_Problem to work on_. Could you reproduce the lines below from the one with "rules.par_iter().map(classify_one).collect()" through the one with "for c in classified"? Keep both ends and add nothing.

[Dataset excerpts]
use crate::fingerprint::fingerprint_for_violation;
use crate::policy::{DisabledRules, EffectiveConfig, FailOn};
use crate::report::DomainReport;
use globset::{Glob, GlobSet, GlobSetBuilder};
use pfrcheck_expr::{EvalError, FieldResolver};
use pfrcheck_rules::{CompiledRule, RuleState};
use pfrcheck_types::{
    OutcomeStatus, Rule, RuleOutcome, RunSummary, Severity, SeverityCounts, SkipReason, Verdict,
    Violation, ids,
};
use rayon::prelude::*;

/// Evaluate every rule against `ctx` and classify the result.
///
/// One rule's failure (unknown field, syntax or type error) never stops the others. Output
/// order is declaration order, with or without `cfg.parallel`.
pub fn evaluate<R>(rules: &[CompiledRule], ctx: &R, cfg: &EffectiveConfig) -> DomainReport
where
    R: FieldResolver + Sync + ?Sized,
{
    let exclude = build_exclude_set(&cfg.exclude);
    let classify_one = |rule: &CompiledRule| classify(rule, ctx, cfg, exclude.as_ref());

    let classified: Vec<Classified> = if cfg.parallel {
        rules.par_iter().map(classify_one).collect()
    } else {
        rules.iter().map(classify_one).collect()
    };

    let mut summary = RunSummary {
        total: u32::try_from(classified.len()).unwrap_or(u32::MAX),
        ..RunSummary::default()
    };
    let mut violations = Vec::new();
    let mut outcomes = Vec::new();

    for c in classified {
        match c.outcome.status {
            OutcomeStatus::Violated => summary.violations += 1,
            OutcomeStatus::Clean => summary.clean += 1,
            OutcomeStatus::Skipped => {
                summary.skipped += 1;
                if c.outcome.reason == Some(SkipReason::Disabled) {
                    summary.disabled += 1;
                }
            }
            OutcomeStatus::Errored => summary.errored += 1,
        }
        if should_list(&c.outcome, cfg) {
            outcomes.push(c.outcome);
        }
        if let Some(v) = c.violation {
            violations.push(v);
        }
    }

    let verdict = compute_verdict(&violations, summary.errored, cfg.fail_on);
    summary.by_severity = SeverityCounts::from_violations(&violations);

    if violations.len() > cfg.max_violations {
        violations.truncate(cfg.max_violations);
        summary.truncated_reason = Some(format!(
            "violations truncated to max_violations={}",
            cfg.max_violations
        ));
    }
    summary.violations_emitted = u32::try_from(violations.len()).unwrap_or(u32::MAX);

    tracing::info!(
        profile = %cfg.profile,
        total = summary.total,
        violations = summary.violations,
        clean = summary.clean,
        skipped = summary.skipped,
        errored = summary.errored,
        "rule evaluation finished"
    );

    DomainReport {
        verdict,
        violations,
        outcomes,
        summary,
    }
}

/// Triggered rules, in declaration order, under the default policy.
pub fn run<R>(rules: &[CompiledRule], ctx: &R) -> Vec<Violation>
where
    R: FieldResolver + Sync + ?Sized,
{
    let cfg = EffectiveConfig {
        max_violations: usize::MAX,
        ..EffectiveConfig::default()
    };
    evaluate(rules, ctx, &cfg).violations
}

struct Classified {
    outcome: RuleOutcome,
    violation: Option<Violation>,
}

fn classify<R>(
    compiled: &CompiledRule,
    ctx: &R,
    cfg: &EffectiveConfig,
    exclude: Option<&GlobSet>,
) -> Classified
where
    R: FieldResolver + ?Sized,
{
    let rule = &compiled.rule;
    let id = rule.id.as_str();

    if exclude.is_some_and(|set| set.is_match(id)) {
        return skipped(rule, SkipReason::Excluded, None);
    }

    let policy = cfg.rule_policy(id);
    if !policy.enabled {
        return skipped(rule, SkipReason::DisabledByConfig, None);
    }

    let classified = match &compiled.state {
        RuleState::Disabled => skipped(rule, SkipReason::Disabled, None),
        RuleState::Invalid(err) => {
            errored(rule, ids::CODE_CONDITION_SYNTAX, err.to_string())
        }
        RuleState::Enabled(cond) => match cond.evaluate(ctx) {
            Ok(true) => violated(rule, policy.severity),
            Ok(false) => outcome_only(rule, OutcomeStatus::Clean),
            Err(EvalError::UnknownField(path)) => {
                tracing::warn!(req_id = id, field = %path, "skipping rule: field not present in context");
                skipped(rule, SkipReason::UnknownField, Some(path.to_string()))
            }
            Err(err @ EvalError::Type(_)) => {
                tracing::warn!(req_id = id, error = %err, "rule condition failed to evaluate");
                errored(rule, ids::CODE_CONDITION_TYPE, err.to_string())
            }
        },
    };

    tracing::debug!(req_id = id, status = ?classified.outcome.status, "rule evaluated");
    classified
}

fn outcome_only(rule: &Rule, status: OutcomeStatus) -> Classified {
    Classified {
        outcome: RuleOutcome {
            req_id: rule.id.clone(),
            status,
            reason: None,
            code: None,
            detail: None,
        },
        violation: None,
    }
}

fn violated(rule: &Rule, severity: Severity) -> Classified {
    let mut c = outcome_only(rule, OutcomeStatus::Violated);
    c.outcome.code = Some(ids::CODE_RULE_VIOLATED.to_string());
    c.violation = Some(Violation {
        req_id: rule.id.clone(),
        msg: rule.message.clone(),
        severity,
        fingerprint: Some(fingerprint_for_violation(rule.id.as_str(), &rule.message)),
    });
    c
}

fn skipped(rule: &Rule, reason: SkipReason, detail: Option<String>) -> Classified {
    let mut c = outcome_only(rule, OutcomeStatus::Skipped);
    c.outcome.reason = Some(reason);
    c.outcome.detail = detail;
    c
}

fn errored(rule: &Rule, code: &str, detail: String) -> Classified {
    let mut c = outcome_only(rule, OutcomeStatus::Errored);
    c.outcome.code = Some(code.to_string());
    c.outcome.detail = Some(detail);
    c
}

fn should_list(outcome: &RuleOutcome, cfg: &EffectiveConfig) -> bool {
    match (outcome.status, outcome.reason) {
        (OutcomeStatus::Violated | OutcomeStatus::Errored, _) => true,
        // Operators must be able to tell "passed" from "did not apply".
        (OutcomeStatus::Skipped, Some(SkipReason::UnknownField)) => true,
        (OutcomeStatus::Skipped, Some(SkipReason::Disabled)) => {
            cfg.verbose || cfg.disabled_rules == DisabledRules::Report
        }
        _ => cfg.verbose,
    }
}

fn build_exclude_set(patterns: &[String]) -> Option<GlobSet> {
    if patterns.is_empty() {
        return None;
    }
    let mut builder = GlobSetBuilder::new();
    for pattern in patterns {
        match Glob::new(pattern) {
            Ok(glob) => {
                builder.add(glob);
            }
            Err(err) => {
                tracing::warn!(pattern = %pattern, error = %err, "ignoring invalid exclude pattern");
            }
        }
    }
    builder.build().ok()
}

fn compute_verdict(violations: &[Violation], errored: u32, fail_on: FailOn) -> Verdict {
    let has_error = violations.iter().any(|v| v.severity == Severity::Error);
    if has_error {
        return Verdict::Fail;
    }

    let has_warn = violations.iter().any(|v| v.severity == Severity::Warning);
    if has_warn {
        return match fail_on {
            FailOn::Warning => Verdict::Fail,
            FailOn::Error => Verdict::Warn,
        };
    }

    // A rule that could not be evaluated is an authoring defect, not a pass.
    if errored > 0 {
        return Verdict::Warn;
    }

    Verdict::Pass
}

_Response to the task_.
        rules.par_iter().map(classify_one).collect()
    } else {
        rules.iter().map(classify_one).collect()
    };

    let mut summary = RunSummary {
        total: u32::try_from(classified.len()).unwrap_or(u32::MAX),
        ..RunSummary::default()
    };
    let mut violations = Vec::new();
    let mut outcomes = Vec::new();

    for c in classified {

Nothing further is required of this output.